The new £2k tax concession (per child) only applies to childminders and nurseries (or other regulated childcare) and yet for working parents working long hours often a nanny in your own house is the best and only option that works and it costs you less than 3 places at a nursery.
Mind you £2k a year when full time childcare in London is £14k in a nursery or £20k+ if you have a nanny is a drop in the ocean.
www.theguardian.com/money/2014/mar/18/pm-pitches-families-childcare-cash :-
"Two million families will be offered up to £2,000 a year of state help per child towards the costs of care, David Cameron and Nick Clegg will announce on Tuesday.
The support package – one of the coalition's central election offers to middle-class working parents – will be available, when launched, for anyone with children up to the age of 12 instead of the previous cut-off age of five.
The £2,000 maximum is to cover 20% of the costs of childcare up to an annual maximum of £10,000 a year.
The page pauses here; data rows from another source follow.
//! @ai:module:intent Configuration structs for dataset tooling and scoring
//! @ai:module:layer infrastructure
//! @ai:module:public_api BenchConfig, PathConfig, ScoringConfig, ValidationConfig, FilterConfig
//! @ai:module:stateless true

use chrono::NaiveDateTime;
use serde::{Deserialize, Serialize};
use std::path::PathBuf;

/// @ai:intent Main configuration for the ragbench tools
/// @ai:effects pure
#[derive(Debug, Clone, Default, Serialize, Deserialize)]
pub struct BenchConfig {
    #[serde(default)]
    pub paths: PathConfig,
    #[serde(default)]
    pub scoring: ScoringConfig,
    #[serde(default)]
    pub validation: ValidationConfig,
    #[serde(default)]
    pub filter: FilterConfig,
}

/// @ai:intent Locations of the dataset JSON files and generated output
/// @ai:effects pure
#[derive(Debug, Clone, Serialize, Deserialize)]
#[serde(default)]
pub struct PathConfig {
    pub ground_truth: PathBuf,
    pub rubrics: PathBuf,
    pub documents: PathBuf,
    pub database: PathBuf,
    pub company_meta: PathBuf,
    pub output_dir: PathBuf,
}

/// @ai:intent Thresholds and phrase lists used by the answer matchers
/// @ai:effects pure
#[derive(Debug, Clone, Serialize, Deserialize)]
#[serde(default)]
pub struct ScoringConfig {
    /// Reference answers longer than this (in characters) go to human review
    pub auto_score_max_length: usize,
    pub numeric_relative_tolerance: f64,
    pub numeric_absolute_tolerance: f64,
    /// Containment credit needs the expected answer to be strictly longer than this
    pub min_containment_length: usize,
    pub temporal_pass_recall: f64,
    /// A short answer containing '?' counts as "no information"
    pub uncertain_answer_max_length: usize,
    pub negative_indicators: Vec<String>,
}

/// @ai:intent Bounds used when validating dataset documents
/// @ai:effects pure
#[derive(Debug, Clone, Serialize, Deserialize)]
#[serde(default)]
pub struct ValidationConfig {
    pub timestamp_start: NaiveDateTime,
    pub timestamp_end: NaiveDateTime,
}

/// @ai:intent Filter configuration for selecting questions
/// @ai:effects pure
#[derive(Debug, Clone, Default, Serialize, Deserialize)]
pub struct FilterConfig {
    pub categories: Option<Vec<String>>,
    pub question_ids: Option<Vec<String>>,
}

impl Default for PathConfig {
    fn default() -> Self {
        Self {
            ground_truth: PathBuf::from("dataset/ground_truth.json"),
            rubrics: PathBuf::from("dataset/qualitative_rubric.json"),
            documents: PathBuf::from("dataset/documents.json"),
            database: PathBuf::from("dataset/database.json"),
            company_meta: PathBuf::from("dataset/company_meta.json"),
            output_dir: PathBuf::from("output"),
        }
    }
}

impl Default for ScoringConfig {
    fn default() -> Self {
        Self {
            auto_score_max_length: 80,
            numeric_relative_tolerance: 0.01,
            numeric_absolute_tolerance: 0.01,
            min_containment_length: 5,
            temporal_pass_recall: 0.8,
            uncertain_answer_max_length: 50,
            negative_indicators: default_negative_indicators(),
        }
    }
}

impl Default for ValidationConfig {
    fn default() -> Self {
        Self {
            timestamp_start: default_timestamp("2023-06-01T00:00:00"),
            timestamp_end: default_timestamp("2024-07-31T23:59:59"),
        }
    }
}

fn default_timestamp(value: &str) -> NaiveDateTime {
    NaiveDateTime::parse_from_str(value, "%Y-%m-%dT%H:%M:%S").unwrap_or_default()
}

/// @ai:intent Phrases (Polish and English) that mark an answer as "not found"
/// @ai:effects pure
pub fn default_negative_indicators() -> Vec<String> {
    [
        "nie znaleziono",
        "brak informacji",
        "nie ma danych",
        "nie wiem",
        "nie można ustalić",
        "brak danych",
        "nie dotyczy",
        "n/a",
        "not found",
        "no information",
        "unknown",
        "nie występuje",
        "brak",
        "nie istnieje",
    ]
    .iter()
    .map(|s| s.to_string())
    .collect()
}

impl BenchConfig {
    /// @ai:intent Load configuration from a TOML file
    /// @ai:pre path exists and is readable
    /// @ai:effects fs:read
    pub fn load(path: &std::path::Path) -> anyhow::Result<Self> {
        let content = std::fs::read_to_string(path)?;
        let config: Self = toml::from_str(&content)?;
        Ok(config)
    }

    /// @ai:intent Save configuration to a TOML file
    /// @ai:effects fs:write
    pub fn save(&self, path: &std::path::Path) -> anyhow::Result<()> {
        let content = toml::to_string_pretty(self)?;
        std::fs::write(path, content)?;
        Ok(())
    }
}

impl FilterConfig {
    /// @ai:intent Check if filter matches a question
    /// @ai:effects pure
    pub fn matches(&self, category: &str, id: &str) -> bool {
        let category_match = self
            .categories
            .as_ref()
            .map(|c| c.iter().any(|cat| cat == category))
            .unwrap_or(true);

        let id_match = self
            .question_ids
            .as_ref()
            .map(|ids| ids.iter().any(|question_id| question_id == id))
            .unwrap_or(true);

        category_match && id_match
    }
}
No extra support is available for people with more expensive provision.
The package, originally unveiled a year ago, was to have been worth a maximum of £1,200 per child. It would be introduced in a single year in autumn 2015, rather than being phased over seven years. An extra £50m has also been found to provide extra help for children aged three or four from the poorest families.
Cameron said that "tax-free childcare will help millions of hard-pressed families" while Clegg highlighted "the £50m cash injection for early education providers to support those children who need extra help in their early years".
However, Labour described the package as "too little, too late".
Full-time childcare costs for a family with a two-year-old and a five-year-old are estimated at £11,700 a year by the Family and Childcare Trust.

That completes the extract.